> [Listed records]:
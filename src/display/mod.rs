//! Character display frames.
//!
//! The AQM0802A has two rows of eight cells; row 0 starts at DDRAM
//! address 0x00, row 1 at 0x40.  The cursor auto-increments after each
//! character, so a frame is a short list of cursor moves and characters
//! that the service replays through the display port.

pub mod formatter;

use heapless::Vec;

pub use formatter::{DisplayFormatter, digits};

/// Columns per row.
pub const COLUMNS: u8 = 8;
/// DDRAM address of the first cell on row 1.
pub const ROW1: u8 = 0x40;
/// Character code of the Ω glyph in the controller's CGROM.
pub const OHM_GLYPH: u8 = 0x1E;

/// Settle time after a clear/home command.
pub const CLEAR_SETTLE_MS: u32 = 2;

/// Largest frame the formatter produces, with headroom.
pub const FRAME_CAPACITY: usize = 12;

/// One primitive display write.
#[derive(Debug, Clone, Copy, PartialEq, Eq)]
pub enum DisplayOp {
    /// Move the cursor to a DDRAM address.
    SetCursor(u8),
    /// Write one character at the cursor and advance it.
    Char(u8),
}

/// A rendered frame: bounded, heap-free list of display writes.
#[derive(Debug, Clone, Default, PartialEq, Eq)]
pub struct DisplayFrame {
    ops: Vec<DisplayOp, FRAME_CAPACITY>,
}

impl DisplayFrame {
    pub fn new() -> Self {
        Self { ops: Vec::new() }
    }

    pub fn cursor(&mut self, pos: u8) -> &mut Self {
        self.push(DisplayOp::SetCursor(pos))
    }

    pub fn char(&mut self, c: u8) -> &mut Self {
        self.push(DisplayOp::Char(c))
    }

    pub fn text(&mut self, bytes: &[u8]) -> &mut Self {
        for &c in bytes {
            self.char(c);
        }
        self
    }

    fn push(&mut self, op: DisplayOp) -> &mut Self {
        if self.ops.push(op).is_err() {
            debug_assert!(false, "display frame overflow");
        }
        self
    }

    pub fn ops(&self) -> &[DisplayOp] {
        &self.ops
    }

    /// Characters in write order, ignoring cursor moves.
    pub fn chars(&self) -> impl Iterator<Item = u8> + '_ {
        self.ops.iter().filter_map(|op| match op {
            DisplayOp::Char(c) => Some(*c),
            DisplayOp::SetCursor(_) => None,
        })
    }
}
//! Calibration and timing parameters
//!
//! Every device constant the measurement pipeline depends on lives in
//! [`MeterConfig`], so calibration can be audited and tested separately
//! from control flow.  Values are fixed at build time; there is no
//! persistent storage for them.

use serde::{Deserialize, Serialize};

use crate::error::Error;

/// Core measurement configuration
#[derive(Debug, Clone, PartialEq, Serialize, Deserialize)]
pub struct MeterConfig {
    // --- ADC ---
    /// ADC full-scale input (millivolts) at unity gain
    pub adc_reference_mv: f32,
    /// Codes per full scale at 16-bit resolution
    pub adc_full_scale_codes: f32,

    // --- Resistance ---
    /// Divider supply used in the resistance equation (millivolts)
    pub divider_supply_mv: f32,
    /// Lower edge of the acceptance window (exclusive, millivolts)
    pub window_low_mv: f32,
    /// Upper edge of the acceptance window (exclusive, millivolts)
    pub window_high_mv: f32,
    /// Measured gain correction per range channel (ch0..ch3)
    pub range_gains: [f32; 4],
    /// Resistance at or below which the buzzer sounds (ohms)
    pub continuity_threshold_ohms: u32,

    // --- Voltage ---
    /// Input attenuator ratio
    pub voltage_attenuation: f32,
    /// Voltage gain correction
    pub voltage_calibration: f32,

    // --- Timing ---
    /// Outer loop cadence (milliseconds)
    pub loop_interval_ms: u32,
    /// Divider settle time after switching range (milliseconds)
    pub range_settle_ms: u32,
    /// Indicator blinks on a mode change
    pub blink_count: u8,
    /// Indicator on/off half-period (milliseconds)
    pub blink_interval_ms: u32,
}

impl Default for MeterConfig {
    fn default() -> Self {
        Self {
            // ADC: MCP3425, PGA x1
            adc_reference_mv: 2048.0,
            adc_full_scale_codes: 32768.0,

            // Resistance
            divider_supply_mv: 2048.0,
            window_low_mv: 500.0,
            window_high_mv: 1500.0,
            range_gains: [0.986, 0.975, 1.000, 0.668],
            continuity_threshold_ohms: 80,

            // Voltage
            voltage_attenuation: 11.0,
            voltage_calibration: 0.998,

            // Timing
            loop_interval_ms: 50,
            range_settle_ms: 100,
            blink_count: 3,
            blink_interval_ms: 100,
        }
    }
}

impl MeterConfig {
    /// Millivolts per ADC code (0.0625 with the defaults).
    pub fn resolution_factor(&self) -> f32 {
        self.adc_reference_mv / self.adc_full_scale_codes
    }

    /// Reject parameter sets that would break the range search or the
    /// scaling pipeline.
    pub fn validate(&self) -> Result<(), Error> {
        if !(self.adc_reference_mv > 0.0 && self.adc_full_scale_codes > 0.0) {
            return Err(Error::Config("ADC resolution must be positive"));
        }
        if self.window_low_mv >= self.window_high_mv {
            return Err(Error::Config("acceptance window is empty"));
        }
        if self.window_high_mv >= self.divider_supply_mv {
            return Err(Error::Config("acceptance window exceeds divider supply"));
        }
        if self.range_gains.iter().any(|g| !(*g > 0.0)) {
            return Err(Error::Config("range gain must be positive"));
        }
        if !(self.voltage_attenuation > 0.0 && self.voltage_calibration > 0.0) {
            return Err(Error::Config("voltage scaling must be positive"));
        }
        if self.loop_interval_ms == 0 {
            return Err(Error::Config("loop interval must be non-zero"));
        }
        if self.blink_interval_ms == 0 {
            return Err(Error::Config("blink interval must be non-zero"));
        }
        Ok(())
    }

    /// JSON rendering for the boot-time console dump.
    pub fn to_json(&self) -> Result<String, serde_json::Error> {
        serde_json::to_string(self)
    }
}
//! Hardware adapter: bridges the board drivers to the domain port traits.
//!
//! Owns the shared I²C bus and every driver, exposing them through the
//! port traits in [`crate::app::ports`].  Generic over the embedded-hal
//! traits so the same adapter runs on ESP-IDF and against host fakes.

use embedded_hal::delay::DelayNs;
use embedded_hal::digital::{InputPin, OutputPin};
use embedded_hal::i2c::I2c;
use embedded_hal::pwm::SetDutyCycle;
use log::{info, warn};

use crate::app::ports::{
    AdcPort, AlertPort, DisplayPort, FrontEndPort, IndicatorPort, SwitchPort,
};
use crate::drivers::mcp3425::POWER_UP_MS;
use crate::drivers::{Aqm0802, Buzzer, FrontEnd, Mcp3425, ModeSwitches, StatusIndicator};
use crate::error::Error;
use crate::fsm::{RoutingPins, SwitchLevels};
use crate::measure::{RangePins, RawSample};
use crate::pins;

/// Concrete adapter that combines all tester hardware behind port traits.
pub struct HardwareAdapter<I2C, OUT, IN, PWM> {
    i2c: I2C,
    adc: Mcp3425,
    lcd: Aqm0802,
    front_end: FrontEnd<OUT>,
    switches: ModeSwitches<IN>,
    indicator: StatusIndicator<OUT>,
    buzzer: Buzzer<PWM>,
}

impl<I2C, OUT, IN, PWM> HardwareAdapter<I2C, OUT, IN, PWM>
where
    I2C: I2c,
    OUT: OutputPin,
    IN: InputPin,
    PWM: SetDutyCycle,
{
    pub fn new(
        i2c: I2C,
        front_end: FrontEnd<OUT>,
        switches: ModeSwitches<IN>,
        indicator: StatusIndicator<OUT>,
        buzzer: Buzzer<PWM>,
    ) -> Self {
        Self {
            i2c,
            adc: Mcp3425::new(pins::ADC_ADDR),
            lcd: Aqm0802::new(pins::LCD_ADDR),
            front_end,
            switches,
            indicator,
            buzzer,
        }
    }

    /// Silence the buzzer, initialise the LCD and start the ADC.
    ///
    /// Every step is attempted even if an earlier one fails; the first
    /// failure is returned so the caller can log it and carry on.
    pub fn bring_up<D: DelayNs>(&mut self, delay: &mut D) -> Result<(), Error> {
        let mut result = Ok(());

        if let Err(e) = self.buzzer.set(false) {
            warn!("bring-up: buzzer: {}", e);
            result = result.and(Err(e));
        }
        if let Err(e) = self.lcd.init(&mut self.i2c, delay) {
            warn!("bring-up: {}", e);
            result = result.and(Err(e));
        }
        if let Err(e) = self.adc.configure(&mut self.i2c) {
            warn!("bring-up: {}", e);
            result = result.and(Err(e));
        }
        delay.delay_ms(POWER_UP_MS);

        if result.is_ok() {
            info!(
                "Peripherals initialised (LCD 0x{:02X}, ADC 0x{:02X})",
                pins::LCD_ADDR,
                pins::ADC_ADDR
            );
        }
        result
    }
}

// ── Input ports ───────────────────────────────────────────────

impl<I2C, OUT, IN, PWM> SwitchPort for HardwareAdapter<I2C, OUT, IN, PWM>
where
    IN: InputPin,
{
    fn read_switches(&mut self) -> Result<SwitchLevels, Error> {
        self.switches.read()
    }
}

impl<I2C, OUT, IN, PWM> AdcPort for HardwareAdapter<I2C, OUT, IN, PWM>
where
    I2C: I2c,
{
    fn read_sample(&mut self) -> Result<RawSample, Error> {
        self.adc.read_raw(&mut self.i2c)
    }
}

// ── Output ports ──────────────────────────────────────────────

impl<I2C, OUT, IN, PWM> FrontEndPort for HardwareAdapter<I2C, OUT, IN, PWM>
where
    OUT: OutputPin,
{
    fn set_range(&mut self, pins: RangePins) -> Result<(), Error> {
        self.front_end.set_range(pins)
    }

    fn set_routing(&mut self, routing: RoutingPins) -> Result<(), Error> {
        self.front_end.set_routing(routing)
    }
}

impl<I2C, OUT, IN, PWM> DisplayPort for HardwareAdapter<I2C, OUT, IN, PWM>
where
    I2C: I2c,
{
    fn set_cursor(&mut self, pos: u8) -> Result<(), Error> {
        self.lcd.set_cursor(&mut self.i2c, pos)
    }

    fn write_char(&mut self, c: u8) -> Result<(), Error> {
        self.lcd.write_char(&mut self.i2c, c)
    }

    fn clear(&mut self) -> Result<(), Error> {
        self.lcd.clear(&mut self.i2c)
    }
}

impl<I2C, OUT, IN, PWM> AlertPort for HardwareAdapter<I2C, OUT, IN, PWM>
where
    PWM: SetDutyCycle,
{
    fn set_alert(&mut self, on: bool) -> Result<(), Error> {
        self.buzzer.set(on)
    }
}

impl<I2C, OUT, IN, PWM> IndicatorPort for HardwareAdapter<I2C, OUT, IN, PWM>
where
    OUT: OutputPin,
{
    fn set_indicator(&mut self, on: bool) -> Result<(), Error> {
        self.indicator.set(on)
    }
}
//! MCP3425 16-bit delta-sigma ADC.
//!
//! Configured once for continuous conversion at 16 bits / 15 SPS with the
//! PGA at ×1.  Each read returns the latest result as a big-endian `i16`;
//! the configuration byte that follows it is not needed.

use embedded_hal::i2c::I2c;

use crate::error::{BusError, Error};
use crate::measure::RawSample;

/// Continuous mode, 16-bit, 15 SPS, PGA ×1.
pub const CONFIG_16BIT_CONTINUOUS: u8 = 0x98;

/// Wait after [`Mcp3425::configure`] before the first valid sample.
pub const POWER_UP_MS: u32 = 200;

/// Driver handle.  Holds only the bus address so the bus can be shared.
pub struct Mcp3425 {
    addr: u8,
}

impl Mcp3425 {
    pub fn new(addr: u8) -> Self {
        Self { addr }
    }

    pub fn configure<I: I2c>(&self, i2c: &mut I) -> Result<(), Error> {
        i2c.write(self.addr, &[CONFIG_16BIT_CONTINUOUS])
            .map_err(|e| Error::Adc(BusError::from_i2c(&e)))
    }

    pub fn read_raw<I: I2c>(&self, i2c: &mut I) -> Result<RawSample, Error> {
        let mut buf = [0u8; 2];
        i2c.read(self.addr, &mut buf)
            .map_err(|e| Error::Adc(BusError::from_i2c(&e)))?;
        Ok(RawSample::from_be_bytes(buf))
    }
}
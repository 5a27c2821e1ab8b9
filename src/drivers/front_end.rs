//! Analog front-end pin bank.
//!
//! Four range-select outputs pick the reference resistor; four routing
//! outputs switch the input between the resistance divider and the
//! voltage attenuator.  Everything is driven low at construction so no
//! reference or path is connected until a mode is applied.

use embedded_hal::digital::{OutputPin, PinState};

use crate::error::{Error, PinRole};
use crate::fsm::RoutingPins;
use crate::measure::RangePins;

pub struct FrontEnd<P> {
    range: [P; 4],
    routing: [P; 4],
}

impl<P: OutputPin> FrontEnd<P> {
    /// `range` is R1..R4; `routing` is resistance path, voltage path,
    /// voltage buffer, shutdown (active low).
    pub fn new(range: [P; 4], routing: [P; 4]) -> Result<Self, Error> {
        let mut fe = Self { range, routing };
        Self::drive(&mut fe.range, [PinState::Low; 4], PinRole::Range)?;
        Self::drive(&mut fe.routing, [PinState::Low; 4], PinRole::Routing)?;
        Ok(fe)
    }

    pub fn set_range(&mut self, pins: RangePins) -> Result<(), Error> {
        Self::drive(&mut self.range, pins.0, PinRole::Range)
    }

    pub fn set_routing(&mut self, routing: RoutingPins) -> Result<(), Error> {
        Self::drive(&mut self.routing, routing.levels(), PinRole::Routing)
    }

    /// Give the pins back.
    pub fn release(self) -> ([P; 4], [P; 4]) {
        (self.range, self.routing)
    }

    fn drive(pins: &mut [P; 4], levels: [PinState; 4], role: PinRole) -> Result<(), Error> {
        for (pin, level) in pins.iter_mut().zip(levels) {
            pin.set_state(level).map_err(|_| Error::Pin(role))?;
        }
        Ok(())
    }
}
//! Piezo buzzer on a PWM channel.
//!
//! Frequency is fixed by the board bring-up; this driver only gates the
//! tone by switching between 50 % duty and fully off.

use embedded_hal::pwm::SetDutyCycle;

use crate::error::Error;
use crate::pins::BUZZER_DUTY_PERCENT;

pub struct Buzzer<P> {
    pwm: P,
    on: bool,
}

impl<P: SetDutyCycle> Buzzer<P> {
    pub fn new(pwm: P) -> Self {
        Self { pwm, on: false }
    }

    pub fn set(&mut self, on: bool) -> Result<(), Error> {
        let res = if on {
            self.pwm.set_duty_cycle_percent(BUZZER_DUTY_PERCENT)
        } else {
            self.pwm.set_duty_cycle_fully_off()
        };
        res.map_err(|_| Error::Alert)?;
        self.on = on;
        Ok(())
    }

    pub fn is_on(&self) -> bool {
        self.on
    }
}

> [Brief]: Would you copy out exactly the lines above that start at the one containing "#[derive(Debug, Clone, Default, PartialEq, Eq)]" and end at the one containing "self.ops.iter().filter_map(|op| match op", inclusive?

> [Result of this exercise]:
#[derive(Debug, Clone, Default, PartialEq, Eq)]
pub struct DisplayFrame {
    ops: Vec<DisplayOp, FRAME_CAPACITY>,
}

impl DisplayFrame {
    pub fn new() -> Self {
        Self { ops: Vec::new() }
    }

    pub fn cursor(&mut self, pos: u8) -> &mut Self {
        self.push(DisplayOp::SetCursor(pos))
    }

    pub fn char(&mut self, c: u8) -> &mut Self {
        self.push(DisplayOp::Char(c))
    }

    pub fn text(&mut self, bytes: &[u8]) -> &mut Self {
        for &c in bytes {
            self.char(c);
        }
        self
    }

    fn push(&mut self, op: DisplayOp) -> &mut Self {
        if self.ops.push(op).is_err() {
            debug_assert!(false, "display frame overflow");
        }
        self
    }

    pub fn ops(&self) -> &[DisplayOp] {
        &self.ops
    }

    /// Characters in write order, ignoring cursor moves.
    pub fn chars(&self) -> impl Iterator<Item = u8> + '_ {
        self.ops.iter().filter_map(|op| match op {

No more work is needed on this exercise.